TNF signaling inhibition in the CNS: implications for normal brain function and neurodegenerative disease

Abstract

The role of tumor necrosis factor (TNF) as an immune mediator has long been appreciated but its function in the brain is still unclear. TNF receptor 1 (TNFR1) is expressed in most cell types, and can be activated by binding of either soluble TNF (solTNF) or transmembrane TNF (tmTNF), with a preference for solTNF; whereas TNFR2 is expressed primarily by microglia and endothelial cells and is preferentially activated by tmTNF. Elevation of solTNF is a hallmark of acute and chronic neuroinflammation as well as a number of neurodegenerative conditions including ischemic stroke, Alzheimer's (AD), Parkinson's (PD), amyotrophic lateral sclerosis (ALS), and multiple sclerosis (MS). The presence of this potent inflammatory factor at sites of injury implicates it as a mediator of neuronal damage and disease pathogenesis, making TNF an attractive target for therapeutic development to treat acute and chronic neurodegenerative conditions.

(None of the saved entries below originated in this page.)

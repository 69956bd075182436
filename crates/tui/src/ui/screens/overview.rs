use ratatui::{
    Frame,
    layout::{Constraint, Direction, Layout, Rect},
    style::Style,
    text::{Line, Span},
    widgets::{List, ListItem, Paragraph},
};

use engine::TransactionKind;

use crate::{
    app::AppState,
    ui::{
        components::{
            card::{Card, StatCard},
            charts::render_bar_chart,
        },
        theme::Theme,
    },
};

/// Static weekly activity sample behind the chart; not derived from the
/// ledger.
const WEEKLY_ACTIVITY: [(&str, u64); 7] = [
    ("Mon", 400),
    ("Tue", 300),
    ("Wed", 600),
    ("Thu", 800),
    ("Fri", 500),
    ("Sat", 900),
    ("Sun", 1100),
];

pub fn render(frame: &mut Frame<'_>, area: Rect, state: &AppState) {
    let theme = Theme::default();

    let layout = Layout::default()
        .direction(Direction::Vertical)
        .constraints([
            Constraint::Length(5), // Stat cards
            Constraint::Min(8),    // Chart + recent transactions
        ])
        .split(area);

    render_stat_cards(frame, layout[0], state, &theme);

    let cols = Layout::default()
        .direction(Direction::Horizontal)
        .constraints([Constraint::Percentage(50), Constraint::Percentage(50)])
        .split(layout[1]);

    render_bar_chart(frame, cols[0], "Activity Vectors", &WEEKLY_ACTIVITY, &theme);
    render_recent_transactions(frame, cols[1], state, &theme);
}

fn render_stat_cards(frame: &mut Frame<'_>, area: Rect, state: &AppState, theme: &Theme) {
    let currency = state.store.preferences().currency;

    let cols = Layout::default()
        .direction(Direction::Horizontal)
        .constraints([
            Constraint::Ratio(1, 3),
            Constraint::Ratio(1, 3),
            Constraint::Ratio(1, 3),
        ])
        .split(area);

    // Sample balance figure; there is no real account behind the dashboard.
    StatCard::new("Available Balance", "$245,670.00", theme)
        .value_style(Style::default().fg(theme.text))
        .subtitle("+12.5% this month")
        .render(frame, cols[0]);

    let spent = state.store.total_spent().format(currency);
    let transfers = state.store.transactions().len();
    StatCard::new("Total Spent", spent, theme)
        .value_style(Style::default().fg(theme.negative))
        .subtitle(format!("across {transfers} ledger rows"))
        .render(frame, cols[1]);

    let carbon = state.store.total_carbon_kg();
    StatCard::new("Carbon Impact", format!("{carbon:.2}kg CO2e"), theme)
        .value_style(Style::default().fg(theme.accent))
        .subtitle("15% below regional average")
        .render(frame, cols[2]);
}

fn render_recent_transactions(frame: &mut Frame<'_>, area: Rect, state: &AppState, theme: &Theme) {
    let currency = state.store.preferences().currency;

    let card = Card::new("Recent Pulsations", theme);
    let inner = card.inner(area);
    card.render_frame(frame, area);

    let items: Vec<ListItem> = state
        .store
        .transactions()
        .iter()
        .take(5)
        .map(|tx| {
            let (sign, amount_color) = match tx.kind {
                TransactionKind::Expense => ("-", theme.negative),
                TransactionKind::Income => ("+", theme.positive),
                TransactionKind::ScheduledExpense => ("-", theme.text_muted),
            };
            let amount = format!("{sign}{}", tx.amount.format(currency));

            ListItem::new(Line::from(vec![
                Span::styled(
                    format!("{} ", tx.date.format("%Y-%m-%d")),
                    Style::default().fg(theme.dim),
                ),
                Span::styled(
                    format!("{:<34}", truncate(&tx.description, 32)),
                    Style::default().fg(theme.text),
                ),
                Span::styled(format!("{amount:>12}"), Style::default().fg(amount_color)),
                Span::raw("  "),
                Span::styled(tx.category.clone(), Style::default().fg(theme.text_muted)),
            ]))
        })
        .collect();

    if items.is_empty() {
        frame.render_widget(
            Paragraph::new(Span::styled(
                "No activity yet",
                Style::default().fg(theme.dim),
            )),
            inner,
        );
    } else {
        frame.render_widget(List::new(items), inner);
    }
}

fn truncate(text: &str, max: usize) -> String {
    if text.chars().count() <= max {
        text.to_string()
    } else {
        let cut: String = text.chars().take(max.saturating_sub(1)).collect();
        format!("{cut}…")
    }
}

However, new and old observations from animal models and clinical trials reviewed here suggest solTNF and tmTNF exert different functions under normal and pathological conditions in the CNS. A potential role for TNF in synaptic scaling and hippocampal neurogenesis demonstrated by recent studies suggest additional in-depth mechanistic studies are warranted to delineate the distinct functions of the two TNF ligands in different parts of the brain prior to large-scale development of anti-TNF therapies in the CNS. If inactivation of TNF-dependent inflammation in the brain is warranted by additional pre-clinical studies, selective targeting of TNFR1-mediated signaling while sparing TNFR2 activation may lessen adverse effects of anti-TNF therapies in the CNS.